Menu

Żołnierze Wyklęci

Zapomniani Bohaterowie

Powojenne poszukiwania

Poszukiwania zaginionych rozpoczęły się tuż po obławie. Początkowo rodziny szły ich tropem, od miejsca zatrzymania do obozów filtracyjnych. Potem ślad się urywał. Jako pierwsza o swoich ludzi upomniała się gmina Giby, która poniosła szczególnie wielkie straty. Według sporządzonej wówczas listy, do ZSRS w ciągu roku wywieziono 109 mieszkańców gminy, w tym ponad 90 ofiar obławy (reszta była zatrzymana wcześniej). Już w listopadzie 1945 r. Rada Gminy wysłała w tej sprawie delegację do Warszawy, która jednak nic nie wskórała i nie wiadomo, czy w ogóle została przyjęta – jak zamierzano – przez przewodniczącego Krajowej Rady Narodowej Bolesława Bieruta. Następnie Rada Gminy zwróciła się do Powiatowej Rady Narodowej, a ta – do Wojewódzkiej. Efektem tych starań było zarządzenie sporządzenia spisów zaginionych w poszczególnych powiatach. W 1946 r. władze Gib wystąpiły z zapytaniem do premiera. W konsekwencji Prezydium Rady Ministrów skierowało zapytanie o los zaginionych do Ambasady Polskiej w Moskwie. Wówczas odżywały nadzieje, bo zaczęły wracać z ZSRS osoby internowane w 1944 r.

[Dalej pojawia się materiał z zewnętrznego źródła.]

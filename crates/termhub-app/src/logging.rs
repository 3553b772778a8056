use env_logger::Env;

/// Filter applied when RUST_LOG is unset
pub fn default_filter(verbosity: u8) -> &'static str {
    match verbosity {
        0 => "warn",
        1 => "info",
        2 => "debug",
        _ => "trace",
    }
}

/// Initialise the global logger once; later calls are ignored
pub fn init(verbosity: u8) {
    let env = Env::default().default_filter_or(default_filter(verbosity));
    if env_logger::Builder::from_env(env)
        .format_timestamp_millis()
        .target(env_logger::Target::Stderr)
        .try_init()
        .is_err()
    {
        log::debug!("Logger already initialised");
    }
}
//! Ordered set of terminal sessions sharing one connection

use termhub_connection::Link;
use termhub_types::protocol::stty_command;
use termhub_types::{
    CapacityError, ControlFrame, Geometry, ResourceDisposalError, DEFAULT_MAX_SESSIONS,
    SHELL_LABEL,
};
use thiserror::Error;

use crate::session::{SessionId, SessionInfo, TerminalSession};
use crate::view::{Surface, ViewFactory};

/// End-of-transmission; typed on its own it closes the active session
const CTRL_D: &str = "\x04";

#[derive(Debug, Clone, PartialEq, Eq, Error)]
pub enum RegistryError {
    #[error("no session with id {0}")]
    UnknownSession(SessionId),
    #[error(transparent)]
    Disposal(#[from] ResourceDisposalError),
}

/// Owns every session and keeps exactly one of them active
///
/// Every mutation leaves either zero sessions (and no active one) or exactly
/// one active session with a live view. Inactive sessions carry only their
/// serialized buffer.
pub struct SessionRegistry {
    factory: Box<dyn ViewFactory>,
    sessions: Vec<TerminalSession>,
    max_sessions: usize,
    next_id: u64,
    active: Option<SessionId>,
    surface: Surface,
    tick: u64,
}

impl SessionRegistry {
    pub fn new(factory: impl ViewFactory + 'static) -> Self {
        Self::with_capacity(factory, DEFAULT_MAX_SESSIONS)
    }

    pub fn with_capacity(factory: impl ViewFactory + 'static, max_sessions: usize) -> Self {
        Self {
            factory: Box::new(factory),
            sessions: Vec::new(),
            max_sessions,
            next_id: 1,
            active: None,
            surface: Surface::default(),
            tick: 0,
        }
    }

    // ========================================================================
    // Lifecycle
    // ========================================================================

    /// Create a session and make it the active one
    ///
    /// Asks the link to open first; the handshake in
    /// [`SessionRegistry::on_connection_open`] sizes the remote PTY once it does.
    pub fn create_session(&mut self, link: &mut dyn Link) -> Result<SessionId, CapacityError> {
        if !self.can_create() {
            log::warn!(
                "Maximum number of sessions ({}) reached",
                self.max_sessions
            );
            return Err(CapacityError {
                max: self.max_sessions,
            });
        }

        link.request_open();
        let id = SessionId(self.next_id);
        self.next_id += 1;
        let name = session_name(self.sessions.len());
        log::info!("Creating session {} ({})", id, name);
        self.sessions.push(TerminalSession::new(id, name));

        if let Err(e) = self.switch(id, self.active) {
            log::error!("{}", e);
        }
        Ok(id)
    }

    /// Make `target` the active session
    ///
    /// `from` names the session whose screen is captured before its view is
    /// dropped; `None` captures whichever session is currently active.
    /// Switching to the already active session does nothing. A disposal
    /// failure is returned after the switch has completed.
    pub fn change_to_session(
        &mut self,
        target: SessionId,
        from: Option<SessionId>,
    ) -> Result<(), RegistryError> {
        if self.index_of(target).is_none() {
            log::warn!("Cannot switch to unknown session {}", target);
            return Err(RegistryError::UnknownSession(target));
        }
        if self.active == Some(target) {
            return Ok(());
        }
        self.switch(target, from.or(self.active))
    }

    /// Remove a session for good
    ///
    /// The session is removed even when its view fails to dispose. If it was
    /// active, the most recently used remaining session is promoted.
    pub fn close_session(&mut self, id: SessionId) -> Result<(), RegistryError> {
        let Some(index) = self.index_of(id) else {
            log::warn!("Cannot close unknown session {}", id);
            return Err(RegistryError::UnknownSession(id));
        };

        let mut session = self.sessions.remove(index);
        log::info!("Closing session {} ({})", id, session.name());
        let disposed = session.close().map_err(|e| {
            let error = ResourceDisposalError {
                session_id: id.0,
                reason: e.to_string(),
            };
            log::error!("{}", error);
            RegistryError::from(error)
        });

        if self.active == Some(id) {
            self.active = None;
            if let Some(next) = self.most_recently_used() {
                log::debug!("Promoting session {} after closing {}", next, id);
                if let Err(e) = self.switch(next, None) {
                    log::error!("{}", e);
                }
            }
        }
        disposed
    }

    /// Close every session, reporting the first disposal failure
    pub fn close_all(&mut self) -> Result<(), RegistryError> {
        let ids: Vec<SessionId> = self.sessions.iter().map(|s| s.id()).collect();
        let mut first_error = None;
        for id in ids {
            if let Err(e) = self.close_session(id) {
                first_error.get_or_insert(e);
            }
        }
        first_error.map_or(Ok(()), Err)
    }

    /// Close the active session, if any
    pub fn stop_active(&mut self) -> Result<(), RegistryError> {
        match self.active {
            Some(id) => self.close_session(id),
            None => Ok(()),
        }
    }

    /// Replace the active session with a fresh one
    pub fn reset_active(&mut self, link: &mut dyn Link) -> Result<SessionId, CapacityError> {
        if let Err(e) = self.stop_active() {
            log::warn!("{}", e);
        }
        self.create_session(link)
    }

    // ========================================================================
    // Traffic
    // ========================================================================

    /// Feed live output to the active view; dropped when nothing is active
    pub fn write_output(&mut self, bytes: &[u8]) {
        match self.active_view() {
            Some(view) => view.write(bytes),
            None => log::debug!("No active session, dropping {} bytes", bytes.len()),
        }
    }

    /// Forward keyboard input, except a lone Ctrl-D which closes the active session
    pub fn handle_input(&mut self, input: &str, link: &mut dyn Link) -> Result<(), RegistryError> {
        if input == CTRL_D {
            return self.stop_active();
        }
        link.send_frame(input);
        Ok(())
    }

    /// Refit the active view and tell the server its new size if the link is open
    pub fn handle_resize(&mut self, link: &mut dyn Link) -> Option<Geometry> {
        let surface = self.surface;
        let geometry = self.active_view()?.fit(surface);
        if link.is_open() {
            link.send_frame(&ControlFrame::resize(geometry).to_json());
        }
        Some(geometry)
    }

    /// Handshake run whenever the connection opens
    ///
    /// The newest session becomes active, its size is sent both as a resize
    /// frame and as an `stty` line, and the view is cleared of that echo.
    pub fn on_connection_open(&mut self, link: &mut dyn Link) {
        let Some(newest) = self.sessions.last().map(|s| s.id()) else {
            return;
        };
        if let Err(e) = self.change_to_session(newest, None) {
            log::error!("{}", e);
        }
        if let Some(geometry) = self.handle_resize(link) {
            link.send_frame(&stty_command(geometry));
        }
        if let Some(view) = self.active_view() {
            view.clear();
        }
    }

    // ========================================================================
    // Queries
    // ========================================================================

    pub fn active_session_id(&self) -> Option<SessionId> {
        self.active
    }

    pub fn active_session(&self) -> Option<&TerminalSession> {
        self.active.and_then(|id| self.session(id))
    }

    pub fn session(&self, id: SessionId) -> Option<&TerminalSession> {
        self.sessions.iter().find(|s| s.id() == id)
    }

    pub fn sessions(&self) -> &[TerminalSession] {
        &self.sessions
    }

    pub fn session_infos(&self) -> Vec<SessionInfo> {
        self.sessions.iter().map(|s| s.info()).collect()
    }

    /// Whether another session may be created
    pub fn can_create(&self) -> bool {
        self.sessions.len() < self.max_sessions
    }

    pub fn max_sessions(&self) -> usize {
        self.max_sessions
    }

    pub fn len(&self) -> usize {
        self.sessions.len()
    }

    pub fn is_empty(&self) -> bool {
        self.sessions.is_empty()
    }

    pub fn surface(&self) -> Surface {
        self.surface
    }

    /// Surface used the next time a view is opened or refitted
    pub fn set_surface(&mut self, surface: Surface) {
        self.surface = surface;
    }

    // ========================================================================
    // Internals
    // ========================================================================

    fn index_of(&self, id: SessionId) -> Option<usize> {
        self.sessions.iter().position(|s| s.id() == id)
    }

    fn active_view(&mut self) -> Option<&mut (dyn crate::view::TerminalView + 'static)> {
        let index = self.index_of(self.active?)?;
        self.sessions[index].view_mut()
    }

    fn most_recently_used(&self) -> Option<SessionId> {
        self.sessions
            .iter()
            .enumerate()
            .max_by_key(|(index, s)| (s.last_active(), *index))
            .map(|(_, s)| s.id())
    }

    /// Capture `from`, deactivate every other live session, then activate `target`
    fn switch(&mut self, target: SessionId, from: Option<SessionId>) -> Result<(), RegistryError> {
        let mut first_error = None;
        let capture = from
            .into_iter()
            .chain(self.sessions.iter().filter(|s| s.has_view()).map(|s| s.id()))
            .filter(|id| *id != target)
            .collect::<Vec<_>>();

        for id in capture {
            let Some(index) = self.index_of(id) else {
                continue;
            };
            let session = &mut self.sessions[index];
            if !session.has_view() && !session.is_active() {
                continue;
            }
            if let Err(e) = session.deactivate() {
                let error = ResourceDisposalError {
                    session_id: id.0,
                    reason: e.to_string(),
                };
                log::error!("{}", error);
                first_error.get_or_insert(RegistryError::from(error));
            }
        }

        if let Some(index) = self.index_of(target) {
            self.tick += 1;
            let view = self.factory.create();
            self.sessions[index].activate(view, self.surface, self.tick);
            self.active = Some(target);
            log::debug!("Session {} is now active", target);
        }
        first_error.map_or(Ok(()), Err)
    }
}

/// `/bin/zsh` for the first session, then `/bin/zsh (N)` with N the sessions already open
fn session_name(existing: usize) -> String {
    if existing == 0 {
        SHELL_LABEL.to_string()
    } else {
        format!("{} ({})", SHELL_LABEL, existing)
    }
}
use thiserror::Error;

/// Recoverable socket failure; the reconnect policy decides what happens next
#[derive(Debug, Clone, PartialEq, Eq, Error)]
pub enum TransportError {
    #[error("failed to open socket to {url}: {reason}")]
    Connect { url: String, reason: String },
    #[error("socket i/o failed: {0}")]
    Io(String),
    #[error("socket is not open")]
    NotOpen,
}

/// Permanent refusal by the server; further reconnects are suppressed
#[derive(Debug, Clone, PartialEq, Eq, Error)]
#[error("unauthorized: {reason}")]
pub struct AuthorizationError {
    pub reason: String,
}

/// Malformed or unroutable frame; dropped without touching the connection
#[derive(Debug, Clone, PartialEq, Eq, Error)]
pub enum ProtocolError {
    #[error("invalid JSON frame: {0}")]
    InvalidJson(String),
    #[error("frame is missing routing field '{0}'")]
    MissingField(&'static str),
    #[error("routing field '{0}' has the wrong type")]
    InvalidField(&'static str),
    #[error("invalid registration: {0}")]
    InvalidRegistration(String),
}

/// Session creation refused because the registry is full
#[derive(Debug, Clone, Copy, PartialEq, Eq, Error)]
#[error("maximum concurrent sessions ({max}) reached")]
pub struct CapacityError {
    pub max: usize,
}

/// A terminal view failed while being torn down
#[derive(Debug, Clone, PartialEq, Eq, Error)]
#[error("failed to dispose view of session {session_id}: {reason}")]
pub struct ResourceDisposalError {
    pub session_id: u64,
    pub reason: String,
}

/// Umbrella error covering the whole taxonomy
#[derive(Debug, Clone, PartialEq, Eq, Error)]
pub enum TermhubError {
    #[error(transparent)]
    Transport(#[from] TransportError),
    #[error(transparent)]
    Authorization(#[from] AuthorizationError),
    #[error(transparent)]
    Protocol(#[from] ProtocolError),
    #[error(transparent)]
    Capacity(#[from] CapacityError),
    #[error(transparent)]
    Disposal(#[from] ResourceDisposalError),
}

impl TermhubError {
    /// Whether retrying can never succeed
    pub fn is_permanent(&self) -> bool {
        matches!(self, TermhubError::Authorization(_))
    }
}

#[cfg(test)]
mod tests {
    use super::*;

    #[test]
    fn test_only_authorization_is_permanent() {
        let auth: TermhubError = AuthorizationError {
            reason: "Unauthorized".into(),
        }
        .into();
        let transport: TermhubError = TransportError::NotOpen.into();
        let capacity: TermhubError = CapacityError { max: 10 }.into();

        assert!(auth.is_permanent());
        assert!(!transport.is_permanent());
        assert!(!capacity.is_permanent());
    }

    #[test]
    fn test_error_messages() {
        assert_eq!(
            CapacityError { max: 10 }.to_string(),
            "maximum concurrent sessions (10) reached"
        );
        assert_eq!(
            ProtocolError::MissingField("command").to_string(),
            "frame is missing routing field 'command'"
        );
    }
}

W latach następnych nadzieje słabły, a w miarę umacniania się stalinizmu tragedia ta stawała się tematem zakazanym: oficjalnie udawano, że zapomniano, retuszowano życiorysy rodzin, aby nie przysparzać sobie kłopotów. Tylko najbardziej zdesperowani i odważni – a może naiwni – starali się poznać prawdę. Jadwiga Pietrołaj, matka zaginionego Tadeusza, po pismach kierowanych do różnych urzędów, napisała w 1952 r. w sprawie syna do prezydenta Bieruta. Przy późniejszych "odwilżach" powracała sprawa ofiar obławy. Po 1956 r. usiłowali wyjaśnić los zaginionych miejscowi posłowie Jan Kłoczko i Antoni Palczak, wysłano listy do "Fali 56", Władysława Gomułki i – jak dawniej – do PCK.